This all sounds really trivial now I've wrote it down but I just wondered if anyone had any advice on what to do? I've got a terrible cold at the minute which is making things worse so I am sat here just wanting to cry but cant. I just don't know what to do to get through day to day sad

bebo100 Tue 07-Jun-16 08:39:44

Have you tried just having a honest chat with her about work. It sounds like it's nothing to do with the pregnancy or you, it's just her not wanting to be there, and taking it out on anyone nearby.

May help.

If not you've only got another 7 or so weeks at work. It might seem like ages now, but at least you know there's an end.

Glad alls ok with baby.

LineyReborn Tue 07-Jun-16 08:43:26

Could you speak to your boss again and ask to be separated from her, so you can get some work done? I couldn't function, listening to that.

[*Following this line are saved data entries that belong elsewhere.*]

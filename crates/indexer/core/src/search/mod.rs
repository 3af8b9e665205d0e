//! Multi-partition search.
//!
//! A key is either a block number, answered from the index alone, or a hex string that is
//! looked up concurrently as a transaction hash or touched unit in the index, as a unit on the
//! partition nodes, and as an owner on the partition nodes.

mod error;
pub use error::SearchError;

mod key;
pub use key::SearchKey;

mod race;
pub use race::first_some;

mod engine;
pub use engine::SearchEngine;
use crate::{JitteredDelay, SyncError};
use std::time::Duration;

/// Configuration of a single [`crate::SyncEngine`] run.
#[derive(Debug, Clone, Copy, PartialEq, Eq)]
pub struct SyncConfig {
    /// First round to fetch. Must be at least `1`.
    pub start_block: u64,
    /// Last round to fetch, unbounded when `None`.
    pub max_block: Option<u64>,
    /// Capacity of the fetcher to processor channel. Must be at least `1`.
    pub batch_size: usize,
    /// Delay before asking again for a round that was not produced yet.
    pub retry_delay: JitteredDelay,
}

impl SyncConfig {
    /// Default channel capacity.
    pub const DEFAULT_BATCH_SIZE: usize = 100;
    /// Default lower bound of the retry delay.
    pub const DEFAULT_RETRY_DELAY_MIN: Duration = Duration::from_millis(500);
    /// Default upper bound of the retry delay.
    pub const DEFAULT_RETRY_DELAY_MAX: Duration = Duration::from_millis(1000);

    /// Creates a configuration starting at `start_block` with default settings otherwise.
    pub fn new(start_block: u64) -> Self {
        Self { start_block, ..Default::default() }
    }

    /// Checks the configuration.
    pub fn validate(&self) -> Result<(), SyncError> {
        if self.start_block < 1 {
            return Err(SyncError::Configuration("start block must be at least 1".to_string()));
        }
        if self.batch_size < 1 {
            return Err(SyncError::Configuration("batch size must be at least 1".to_string()));
        }
        Ok(())
    }
}

impl Default for SyncConfig {
    fn default() -> Self {
        Self {
            start_block: 1,
            max_block: None,
            batch_size: Self::DEFAULT_BATCH_SIZE,
            retry_delay: JitteredDelay::new(
                Self::DEFAULT_RETRY_DELAY_MIN,
                Self::DEFAULT_RETRY_DELAY_MAX,
            )
            .unwrap_or(JitteredDelay::fixed(Self::DEFAULT_RETRY_DELAY_MIN)),
        }
    }
}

becksmumtobe Tue 07-Jun-16 08:55:56

I have tried speaking to her but all I get is how she hates the place and everyone is useless. She knows how she is affecting the atmosphere in here but in her words "I don't care anymore"

When I spoke to him last time I said I was struggling to work in the same office, he said he couldn't work with her either! But there is nowhere for me to move to, plus our jobs are linked so hard to work in separate places.

I planned to leave at 36 weeks but said I would consider staying longer if needed as they haven't got any cover for me yet but I don't know how to get through these 6 weeks let alone any longer!

Doingitover Tue 07-Jun-16 09:44:48

I'd have to be straight to the point with her. Next time she starts moaning ask her to own her own problems and do something about it.
Nothing worse than a work place whinger who doesn't do anything to improve the situation. I also don't think it's got anything to do with u being pregnant she is just unhappy.
Get a moaning jar. Every time she starts tell her it's 50p in the jar, she prob doesn't even realise how much she goes on.
Does your boss sit in a separate room? Ask him (on paper) to join you for a couple of days. If she is that unhappy you would think he would want to understand why. Sounds like he is a bit useless.

bessie84 Tue 07-Jun-16 09:48:03

Just tell your boss, have a word or im off on maternity early cos you cant stand been in same room as her. or your off on sick with stress / work related; that should do it.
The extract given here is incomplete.